Torian
#3
Torian - Dawn (2012)

[Obrazek: R-8457565-1612387388-6016.jpeg.jpg]

tracklista:
1.Run of the River (Overture) 01:24
2.Grateful 04:32
3.Soul Desert Asylum 04:34
4.Thunder Batallions 04:33
5.Lost Command 06:49
6.Oceans 05:03
7.Fall of the Golden Towers 04:41
8.Anthem to Ignorance 01:56
9.Lords of Babylon 05:17
10.Fires Beyond the Sun 05:28
11.Wounded 01:36
12.Dawn 16:30

rok wydania: 2012
gatunek: power metal
kraj: Niemcy

skład zespołu:
Marc Hohlweck - śpiew
Carl Delius - gitara
Alexander Thielmann - gitara
Bengt Kunze - gitara basowa
Manuel Gonstalla - perkusja
oraz:
Nikolaus Schaffranek - instrumenty klawiszowe

"Dawn" to druga płyta TORIAN wydana przez Sound Guerilla w maju 2012 roku.
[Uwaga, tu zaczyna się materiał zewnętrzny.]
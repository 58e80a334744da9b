//! One-shot lazy-load state machine for a deferred image.
//!
//! Tracks a single observed element through its only transition,
//! `Deferred -> Loaded`, and tells the caller what to apply to the element
//! when that transition fires.

/// Class added to the element once its source has been promoted.
pub const LOADED_CLASS: &str = "loaded";

/// Load state of an observed image.
#[derive(Clone, Copy, Debug, PartialEq, Eq)]
pub enum LoadState {
    /// The active source is still empty; the deferred value is waiting.
    Deferred,
    /// The transition has fired. Terminal.
    Loaded,
}

/// Side effects to apply to the observed element on its first visibility.
#[derive(Clone, Debug, PartialEq, Eq)]
pub struct LoadAction {
    /// Deferred value to promote into the active source attribute.
    ///
    /// `None` when the element never carried a deferred source; the
    /// transition still completes, but nothing is written.
    pub source: Option<String>,
}

/// State machine for one lazily loaded image.
///
/// Feed it visibility notifications with [`DeferredImage::on_intersection`];
/// it answers with a [`LoadAction`] exactly once, on the first notification
/// that reports the element visible. Every later notification is ignored,
/// so a watcher that fires again before it is deregistered cannot cause a
/// second mutation.
#[derive(Clone, Debug)]
pub struct DeferredImage {
    source: Option<String>,
    state: LoadState,
}

impl DeferredImage {
    /// Creates the machine with the element's deferred-source value, if any.
    pub fn new(source: Option<String>) -> Self {
        Self {
            source,
            state: LoadState::Deferred,
        }
    }

    pub fn state(&self) -> LoadState {
        self.state
    }

    /// Feeds one visibility notification.
    ///
    /// Returns the swap to apply when the element first becomes visible
    /// (at least one pixel inside the viewport), `None` otherwise and on
    /// every notification after the transition.
    pub fn on_intersection(&mut self, visible: bool) -> Option<LoadAction> {
        if !visible || self.state == LoadState::Loaded {
            return None;
        }
        self.state = LoadState::Loaded;
        log::debug!("deferred image promoted to loaded");
        Some(LoadAction {
            source: self.source.take(),
        })
    }
}

#[cfg(test)]
mod tests {
    use super::*;

    #[test]
    fn test_invisible_notifications_do_nothing() {
        let mut image = DeferredImage::new(Some("hero.webp".into()));

        assert_eq!(image.on_intersection(false), None);
        assert_eq!(image.on_intersection(false), None);
        assert_eq!(image.state(), LoadState::Deferred);
    }

    #[test]
    fn test_first_visibility_promotes_the_source() {
        let mut image = DeferredImage::new(Some("hero.webp".into()));

        let action = image.on_intersection(true).expect("transition fires");
        assert_eq!(action.source.as_deref(), Some("hero.webp"));
        assert_eq!(image.state(), LoadState::Loaded);
    }

    #[test]
    fn test_transition_is_one_shot() {
        let mut image = DeferredImage::new(Some("hero.webp".into()));

        assert!(image.on_intersection(true).is_some());
        assert_eq!(image.on_intersection(true), None);
        assert_eq!(image.on_intersection(false), None);
    }

    #[test]
    fn test_missing_deferred_source_still_completes() {
        let mut image = DeferredImage::new(None);

        let action = image.on_intersection(true).expect("transition fires");
        assert_eq!(action.source, None);
        assert_eq!(image.state(), LoadState::Loaded);
    }
}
Kilka instrumentalnych miniatur oraz koszmarny, rozwlekły kolos bez treści "Dawn", gdzie masywne nudne power metalowe rifowanie jest przerywane ku uldze słuchacza bardziej subtelnymi partiami o wątpliwej wartości, jako coś poetycko-progresywnego, nie powinno w pełni przesłaniać zawartości tego albumu. Zwalisty brzmieniowo power metal w stylu BRAINSTORM jest w kilku kompozycjach (Fires Beyond the Sun, Soul Desert Asylum) dosyć interesujący, a nawet ekscytujący miejscami w Thunder Batallions (gdzie akurat jest heroicznie i z  BRAINSTORM wiele wspólnego nie ma). Jednak już Lost Command jest bardzo ograny w tych rycerskich motywach, zmieniających się niepotrzebnie co chwila i jest to bardzo eklektyczne. Takie lżejsze power metalowe granie na granicy melodic classic heavy w Oceans i Grateful jest poprawne, ale niezbyt wciągające, także w ozdobnikach klawiszowych i średnio dopasowanych do tego solach gitarowych, choć ogólnie sola Deliusa i Thielmanna są dobre. Takim pośrednim pomiędzy melodic speed typowym dla Niemiec, a power metalem jest Fall of the Golden Towers, który w agresywniejszych momentach jest całkiem dobry, ale zastosowanie infantylnego refrenu w stylu FREEDOM CALL psuje ostateczny efekt. Jest to także utwór chyba jedyny na płycie, gdzie wyraźnie słychać pewne folk metalowe wątki muzyczne. Momentami są nadmiernie brutalni jak na ogólny styl muzyczny albumu i to razi w Lords of Babylon, z dosyć pompatycznym spokojnym classic metalowym refrenem.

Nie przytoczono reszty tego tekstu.